=== Information supplied ===

//! Stress workloads for RangeDB.
//!
//! Each workload runs against a shared [`Database`] and classifies every
//! operation as committed, conflicted (the engine asked for a rollback or
//! hit a prepared update) or failed. Every thread works through its own
//! [`Session`].

use crate::fixtures::{create_table, drain, TABLE};
use rangedb_core::{
    BeginConfig, BoundConfig, CheckpointConfig, CommitConfig, CoreError, CoreResult, CursorConfig,
    Database, RollbackConfig, Session,
};
use std::fmt;
use std::sync::atomic::{AtomicUsize, Ordering};
use std::sync::Arc;
use std::thread::{self, JoinHandle};
use std::time::{Duration, Instant};

/// Outcome of one workload.
#[derive(Debug, Clone, Copy, PartialEq)]
pub struct StressTestResult {
    /// Operations that completed.
    pub committed: usize,
    /// Operations refused with a rollback-required or prepare conflict.
    pub conflicts: usize,
    /// Operations that failed for any other reason.
    pub errors: usize,
    /// Wall-clock time of the workload.
    pub elapsed: Duration,
}

impl StressTestResult {
    /// Every attempted operation.
    #[must_use]
    pub fn operations(&self) -> usize {
        self.committed + self.conflicts + self.errors
    }

    /// Attempted operations per second.
    #[must_use]
    pub fn throughput(&self) -> f64 {
        let secs = self.elapsed.as_secs_f64();
        if secs > 0.0 {
            self.operations() as f64 / secs
        } else {
            0.0
        }
    }
}

impl fmt::Display for StressTestResult {
    fn fmt(&self, f: &mut fmt::Formatter<'_>) -> fmt::Result {
        write!(
            f,
            "{} ops in {:?} ({:.0}/s): {} committed, {} conflicts, {} errors",
            self.operations(),
            self.elapsed,
            self.throughput(),
            self.committed,
            self.conflicts,
            self.errors
        )
    }
}

/// Counters shared by the threads of one workload.
#[derive(Debug, Default)]
struct Tally {
    committed: AtomicUsize,
    conflicts: AtomicUsize,
    errors: AtomicUsize,
}

impl Tally {
    fn record(&self, result: CoreResult<()>) {
        let counter = match result {
            Ok(()) => &self.committed,
            Err(e) if e.requires_rollback() || e.is_retryable() => &self.conflicts,
            Err(_) => &self.errors,
        };
        counter.fetch_add(1, Ordering::Relaxed);
    }

    fn finish(&self, started: Instant) -> StressTestResult {
        StressTestResult {
            committed: self.committed.load(Ordering::Relaxed),
            conflicts: self.conflicts.load(Ordering::Relaxed),
            errors: self.errors.load(Ordering::Relaxed),
            elapsed: started.elapsed(),
        }
    }
}

/// Workload shape.
#[derive(Debug, Clone)]
pub struct StressConfig {
    /// Operations across all threads.
    pub operations: usize,
    /// Writer threads (concurrent workloads only).
    pub threads: usize,
    /// Length of each stored value.
    pub value_size: usize,
    /// Keys are drawn from `0..key_count`.
    pub key_count: usize,
}

impl Default for StressConfig {
    fn default() -> Self {
        Self {
            operations: 10_000,
            threads: 4,
            value_size: 256,
            key_count: 1_000,
        }
    }
}

impl StressConfig {
    fn value(&self) -> String {
        "x".repeat(self.value_size)
    }

    fn key(&self, i: usize) -> i64 {
        as_key(i % self.key_count.max(1))
    }

    fn per_thread(&self) -> usize {
        self.operations / self.threads.max(1)
    }
}

fn as_key(i: usize) -> i64 {
    i64::try_from(i).unwrap_or(i64::MAX)
}

/// Creates `table:test` with integer keys and string values if missing.
pub fn prepare_table(db: &Database) {
    if !db.tables().iter().any(|t| t == TABLE) {
        create_table(db, TABLE, "key_format=q,value_format=S");
    }
}

fn put(session: &Session, key: i64, value: &str) -> CoreResult<()> {
    let mut cursor = session.open_cursor(TABLE, CursorConfig::new())?;
    cursor.set_key(key);
    cursor.set_value(value);
    cursor.insert()
}

fn in_transaction(session: &Session, f: impl FnOnce() -> CoreResult<()>) -> CoreResult<()> {
    session.begin_transaction(&BeginConfig::new())?;
    match f() {
        Ok(()) => session.commit_transaction(&CommitConfig::new()),
        Err(e) => {
            session.rollback_transaction(&RollbackConfig::new())?;
            Err(e)
        }
    }
}

fn join_all(handles: Vec<JoinHandle<()>>) {
    for handle in handles {
        if let Err(panic) = handle.join() {
            std::panic::resume_unwind(panic);
        }
    }
}

fn populate_keys(db: &Database, config: &StressConfig) {
    prepare_table(db);
    let session = db.open_session();
    let value = config.value();
    for i in 0..config.key_count {
        let _ = put(&session, config.key(i), &value);
    }
}

/// One-key transactions from a single session.
pub fn stress_sequential_writes(db: &Database, config: &StressConfig) -> StressTestResult {
    prepare_table(db);
    let session = db.open_session();
    let value = config.value();

    let tally = Tally::default();
    let started = Instant::now();
    for i in 0..config.operations {
        tally.record(in_transaction(&session, || put(&session, config.key(i), &value)));
    }
    tally.finish(started)
}

/// Each operation scans a window of ten keys through a bounded cursor.
pub fn stress_bounded_scans(db: &Database, config: &StressConfig) -> StressTestResult {
    populate_keys(db, config);
    let session = db.open_session();

    let scan = |lower: i64| -> CoreResult<()> {
        let mut cursor = session.open_cursor(TABLE, CursorConfig::new())?;
        cursor.set_key(lower);
        cursor.bound(BoundConfig::lower())?;
        cursor.set_key(lower + 9);
        cursor.bound(BoundConfig::upper())?;
        drain(&mut cursor, true).map(|_| ())
    };

    let tally = Tally::default();
    let started = Instant::now();
    for i in 0..config.operations {
        tally.record(scan(config.key(i)));
    }
    tally.finish(started)
}

/// Autocommit inserts, point reads and removes in rotation.
pub fn stress_mixed_operations(db: &Database, config: &StressConfig) -> StressTestResult {
    prepare_table(db);
    let session = db.open_session();
    let value = config.value();

    let tally = Tally::default();
    let started = Instant::now();
    for i in 0..config.operations {
        let key = config.key(i);
        let result = match i % 3 {
            0 => put(&session, key, &value),
            // a miss is still a successful read
            1 => match crate::fixtures::read(&session, TABLE, key) {
                Err(e) if !e.is_not_found() => Err(e),
                _ => Ok(()),
            },
            _ => session
                .open_cursor(TABLE, CursorConfig::new())
                .and_then(|mut cursor| {
                    cursor.set_key(key);
                    cursor.remove()
                }),
        };
        tally.record(result);
    }
    tally.finish(started)
}

/// Concurrent writers; thread `t` owns keys `t, t + threads, ...` so no
/// two writers touch the same key.
pub fn stress_concurrent_writers(db: Arc<Database>, config: &StressConfig) -> StressTestResult {
    prepare_table(&db);
    let tally = Arc::new(Tally::default());
    let per_thread = config.per_thread();
    let threads = config.threads.max(1);

    let started = Instant::now();
    let handles = (0..threads)
        .map(|t| {
            let db = Arc::clone(&db);
            let tally = Arc::clone(&tally);
            let value = config.value();
            thread::spawn(move || {
                let session = db.open_session();
                for i in 0..per_thread {
                    let key = as_key(i * threads + t);
                    tally.record(in_transaction(&session, || put(&session, key, &value)));
                }
            })
        })
        .collect();
    join_all(handles);
    tally.finish(started)
}

/// Writers on overlapping keys racing a thread that range-truncates and
/// checkpoints. Truncates and writers conflict with each other, and each
/// conflicted transaction is rolled back.
pub fn stress_truncate_and_checkpoint(db: Arc<Database>, config: &StressConfig) -> StressTestResult {
    populate_keys(&db, config);
    let tally = Arc::new(Tally::default());
    let per_thread = config.per_thread();
    let key_count = config.key_count.max(1);

    let started = Instant::now();
    let mut handles: Vec<_> = (0..config.threads.max(1))
        .map(|t| {
            let db = Arc::clone(&db);
            let tally = Arc::clone(&tally);
            let value = config.value();
            thread::spawn(move || {
                let session = db.open_session();
                for i in 0..per_thread {
                    let key = as_key((t * per_thread + i) % key_count);
                    tally.record(in_transaction(&session, || put(&session, key, &value)));
                }
            })
        })
        .collect();

    let truncator = {
        let db = Arc::clone(&db);
        let tally = Arc::clone(&tally);
        let rounds = per_thread / 10;
        thread::spawn(move || {
            let session = db.open_session();
            for round in 0..rounds {
                let lower = as_key(round * 7 % key_count);
                let truncated = in_transaction(&session, || {
                    let mut start = session.open_cursor(TABLE, CursorConfig::new())?;
                    let mut stop = session.open_cursor(TABLE, CursorConfig::new())?;
                    start.set_key(lower);
                    stop.set_key(lower + 5);
                    session.truncate(None, Some(&start), Some(&stop))
                });
                tally.record(truncated.and_then(|()| {
                    let name = format!("round{}", round % 3);
                    session.checkpoint(&CheckpointConfig::new().name(name)).map(|_| ())
                }));
            }
        })
    };
    handles.push(truncator);
    join_all(handles);
    tally.finish(started)
}

/// Every other transaction is rolled back on purpose and counted as a
/// conflict.
pub fn stress_transaction_rollbacks(db: &Database, config: &StressConfig) -> StressTestResult {
    prepare_table(db);
    let session = db.open_session();
    let value = config.value();

    let tally = Tally::default();
    let started = Instant::now();
    for i in 0..config.operations {
        let result = session.begin_transaction(&BeginConfig::new()).and_then(|()| {
            put(&session, config.key(i), &value)?;
            if i % 2 == 0 {
                session.rollback_transaction(&RollbackConfig::new())?;
                Err(CoreError::rollback_required("abandoned by the workload"))
            } else {
                session.commit_transaction(&CommitConfig::new())
            }
        });
        tally.record(result);
    }
    tally.finish(started)
}

#[cfg(test)]
mod tests {
    use super::*;

    fn count(db: &Database) -> usize {
        let session = db.open_session();
        let mut cursor = session.open_cursor(TABLE, CursorConfig::new()).unwrap();
        drain(&mut cursor, true).unwrap().len()
    }

    fn small(operations: usize, key_count: usize) -> StressConfig {
        StressConfig {
            operations,
            key_count,
            value_size: 32,
            ..StressConfig::default()
        }
    }

    #[test]
    fn sequential_writes_overwrite_the_key_space() {
        let db = Database::open_in_memory().unwrap();
        let result = stress_sequential_writes(&db, &small(1_000, 100));
        assert_eq!(result.committed, 1_000);
        assert_eq!(result.operations(), 1_000);
        assert_eq!(count(&db), 100);
    }

    #[test]
    fn bounded_scans_exit_early() {
        let db = Database::open_in_memory().unwrap();
        let result = stress_bounded_scans(&db, &small(500, 200));
        assert_eq!(result.errors, 0);
        assert!(db.stats().bounds_next_early_exit > 0);
    }

    #[test]
    fn mixed_operations_never_fail() {
        let db = Database::open_in_memory().unwrap();
        let result = stress_mixed_operations(&db, &small(1_000, 100));
        assert_eq!(result.committed, 1_000);
    }

    #[test]
    fn disjoint_writers_do_not_conflict() {
        let db = Arc::new(Database::open_in_memory().unwrap());
        let result = stress_concurrent_writers(Arc::clone(&db), &small(1_000, 1_000));
        assert_eq!(result.conflicts + result.errors, 0);
        assert_eq!(count(&db), 1_000);
    }

    #[test]
    fn truncates_race_writers_and_checkpoints() {
        let db = Arc::new(Database::open_in_memory().unwrap());
        let result = stress_truncate_and_checkpoint(Arc::clone(&db), &small(800, 100));
        assert_eq!(result.operations(), 800 + 20);
        assert!(result.committed > 0);
        assert!(count(&db) <= 100);
        assert!(!db.checkpoints().is_empty() || result.committed < result.operations());
    }

    #[test]
    fn abandoned_transactions_count_as_conflicts() {
        let db = Database::open_in_memory().unwrap();
        let result = stress_transaction_rollbacks(&db, &small(100, 1_000));
        assert_eq!(result.committed, 50);
        assert_eq!(result.conflicts, 50);
        assert_eq!(result.errors, 0);
        assert!(result.to_string().contains("50 conflicts"));
    }
}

===

**Your assignment**:
Give the count of lines in the data shown above that contain "record", and nothing else.

**Response area**:
8